Porte ouverte sur l'inconnu… Absolue
http://www.oniris.be/modules/myalbum/photo.php?lid=%20317
« Heureux qui, comme Ulysse, a fait un long voyage »


Silence ! [concours]



Ce texte est une participation au concours n° 35 : Arrêt sur image
(informations sur ce concours).





Au trente-cinq rue Castillon, le portail est ouvert. Il reste ouvert depuis la nuit des temps.
À la fraîche aurore, je le franchis. Ce ne sont qu’herbes folles et grands coudriers
et le silence.
Une sente étroite en cailloux blancs bordée d’orties s’ouvre sur un paradis sauvage.
Je plonge vers un vaste étang bordé d’aulnes et de saules.
J’ai envie de pleurer tant les souvenirs de l’étang du moulin, aujourd’hui envasé, jaillissent en gouttes
muettes.
Je nous revois, ta joue sur mon épaule et ta main dans ma main, garder
le silence.
Je vais.
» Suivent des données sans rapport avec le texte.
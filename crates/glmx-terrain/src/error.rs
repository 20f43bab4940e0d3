//! Error types for the terrain crate.

use thiserror::Error;

/// Errors that can occur when producing elevation grids.
#[derive(Debug, Error)]
pub enum TerrainError {
    /// I/O error reading or writing a grid file.
    #[error("I/O error: {0}")]
    Io(#[from] std::io::Error),

    /// JSON encoding or decoding error.
    #[error("JSON error: {0}")]
    Json(#[from] serde_json::Error),

    /// HTTP request error when talking to the elevation API.
    #[error("HTTP request error: {0}")]
    HttpRequest(#[from] reqwest::Error),

    /// The elevation API answered with a non-success status.
    #[error("Elevation request for batch {batch} failed: {reason}")]
    RequestFailed {
        /// Zero-based batch index.
        batch: usize,
        /// Reason for failure.
        reason: String,
    },

    /// The elevation API returned a different number of values than requested.
    #[error("Batch {batch} returned {got} elevations, expected {expected}")]
    BatchLength {
        /// Zero-based batch index.
        batch: usize,
        /// Number of points requested.
        expected: usize,
        /// Number of elevations returned.
        got: usize,
    },

    /// Batch size is zero or above the API limit.
    #[error("Invalid batch size {0} (must be 1-{max})", max = crate::MAX_BATCH_SIZE)]
    InvalidBatchSize(usize),

    /// Grid is too small to place samples on both edges of the bounding box.
    #[error("Invalid grid size {rows}x{cols} (need at least 2x2)")]
    InvalidGridSize {
        /// Requested rows.
        rows: usize,
        /// Requested columns.
        cols: usize,
    },

    /// Bounding box is empty or inverted.
    #[error("Invalid bounds: south={south} north={north} west={west} east={east}")]
    InvalidBounds {
        /// South edge.
        south: f64,
        /// North edge.
        north: f64,
        /// West edge.
        west: f64,
        /// East edge.
        east: f64,
    },

    /// The elevation array does not match the stated grid dimensions.
    #[error("Grid shape mismatch: {0}")]
    GridShape(String),
}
Des érables et des vieux chênes. Je puise l’énergie vitale avant de devoir mourir
en douceur ;
j’écoute merveilleusement les trilles et les vocalises sifflées de la syrinx des oiseaux. Ce sont des tirelits d’amour égayant
le silence.
Je vais. Un château en ruines qui n’est plus habité que par des pigeons sauvages ouvre ses volets
dans le vide.
Vivait là autrefois, paraît-il, la baronne Maude de Laroche. J’imagine les fêtes galantes et le faste du mobilier, les couverts en argent, les verres en cristal, la vaisselle en porcelaine ou en faïence, le feu dans la cheminée auprès duquel je serais resté
rêveur.

Une chapelle au toit et au clocher délabrés.

Un vent d’Orient souffle les nuages vers le couchant. Il est doux et frais comme une voile gonflée vers des ailleurs incertains sur une mer
lisse.
J’aperçois le palais blanc de Kairouan dans le désert des Aghlabides, au crépuscule, où s’égrainent des chapelets de salâts*
dans le silence canonique
qui s’entend partout une fois franchi le portail : derrière les volets, depuis le minaret ou bien dans les ruines du temple de Massada et dans le sanctuaire de la synagogue de Jérusalem ou encore dans le palais de l’Alhambra et sur l’autel du sacrifice de la mosquée-cathédrale de Cordoue.
Un silence sacré.

Maude de Laroche avait beaucoup voyagé dans le tumulte des foules pieuses mais c’est dans le parc Castillon dont le vieux portail reste ouvert depuis la nuit des temps qu’au bord de l’étang elle se recueillait souvent
dans le silence
et dans la paix.

Tandis que dans les ruines gronde
l’infernal brouhaha des bombes.

Silence !



* Prières islamiques.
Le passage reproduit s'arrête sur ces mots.